Yes, these events need to be emitted on every switch-in/out in the
trace so that a long blocked thread gets multiple events with
different weights.

> > For example, if there is a single blocked thread, then we hypothesise
> > that this blocked thread is the root cause of all currently idle CPUs
> > being idle.
>
> I think this may make sense when you target a single process group but
> it also needs system-wide idle information.

I assumed this profiling is done on a mostly idle system (generally
it's a good idea for any profiling).

Theoretically, we could look at runnable threads rather than running.
If there are NumCPU runnable threads, then creating more runnable
threads won't help.

> > This still has a problem of saying that unrelated threads contribute
> > to latency, but at least it's a simple/explainable model and it should
> > show guilty threads as well. Maybe unrelated threads can be filtered
> > by the user by specifying a set of symbols in stacks of unrelated
> > threads.
>
> Or by task name.
>
> >
> > Does it make any sense? Do you have anything better?
>
> I'm not sure if it's right to use idle state which will be affected by
> unrelated processes.  Maybe it's good for system-wide profiling.
>
> For a process (group) profiliing, I think you need to consider number of
> total threads, active threads, and CPUs.  And if the #active-threads is
> less than min(#total-threads, #CPUs), then it could be considered as
> idle from the workload's perspective.
>
> What do you think?

I don't know, hard to say. I see what you mean, but this makes the
problem even harder, and potentially breaking hypotheses we are
making.
For example, if we have 2 unrelated workloads A and B running on the
machine.

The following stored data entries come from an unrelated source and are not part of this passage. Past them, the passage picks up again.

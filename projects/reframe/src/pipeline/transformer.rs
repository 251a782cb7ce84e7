use crate::error::{PipelineError, PipelineResult};
use crate::pipeline::session::TransformSession;
use crate::pipeline::types::{BatchReport, BatchRequest, TransformResult};
use image::ImageFormat;
use std::fs;
use std::panic::{self, AssertUnwindSafe};
use std::path::PathBuf;
use std::time::Instant;

/// Transform every unit of one batch with a single freshly opened session.
///
/// Units are processed in order. A failing unit is logged, recorded and
/// skipped; the rest of the batch still runs. If the session cannot be opened
/// at all, every unit of the batch is reported as failed.
pub fn transform_batch(request: &BatchRequest) -> BatchReport {
    let start_inst = Instant::now();

    let mut session = match request.kind.open_session() {
        Ok(session) => session,
        Err(e) => {
            tracing::error!(
                "Batch {}: failed to open {} session: {}",
                request.batch_index,
                request.kind,
                e
            );
            return BatchReport::all_failed(request, &format!("session construction failed: {}", e));
        }
    };

    let results: Vec<TransformResult> = request
        .units
        .iter()
        .map(|unit| transform_unit(session.as_mut(), request, unit))
        .collect();

    let report = BatchReport {
        batch_index: request.batch_index,
        results,
    };

    let duration_ms = start_inst.elapsed().as_secs_f64() * 1000.0;
    tracing::debug!(
        "Batch {}: {}/{} units in {:.1} ms",
        request.batch_index,
        report.succeeded(),
        request.units.len(),
        duration_ms
    );

    report
}

fn transform_unit(
    session: &mut dyn TransformSession,
    request: &BatchRequest,
    unit: &str,
) -> TransformResult {
    let outcome = panic::catch_unwind(AssertUnwindSafe(|| apply_unit(session, request, unit)))
        .unwrap_or_else(|_| Err(PipelineError::Worker("transform panicked".to_string())));

    match outcome {
        Ok(output) => TransformResult::Transformed {
            unit: unit.to_string(),
            output,
        },
        Err(e) => {
            tracing::warn!("Batch {}: failed to transform {}: {}", request.batch_index, unit, e);
            // A half-written output must not be picked up by reassembly.
            let partial = request.output_path(unit);
            if partial.exists() {
                let _ = fs::remove_file(&partial);
            }
            TransformResult::Failed {
                unit: unit.to_string(),
                error: e.to_string(),
            }
        }
    }
}

fn apply_unit(
    session: &mut dyn TransformSession,
    request: &BatchRequest,
    unit: &str,
) -> PipelineResult<PathBuf> {
    let frame = image::open(request.input_path(unit))?;
    let transformed = session.apply(frame)?;
    let output = request.output_path(unit);
    transformed.save_with_format(&output, ImageFormat::Png)?;
    Ok(output)
}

Their high- and low-parallelism phases will overlap randomly,
and we will make conclusions from that, but these overlapping are
really random and may not hold next time. Or next time A may be
collocated with C.

I would solve the simpler problem of profiling a single workload on a
mostly idle system first, and only then move to the harder case. Are
you considering this for GWP-type profiling?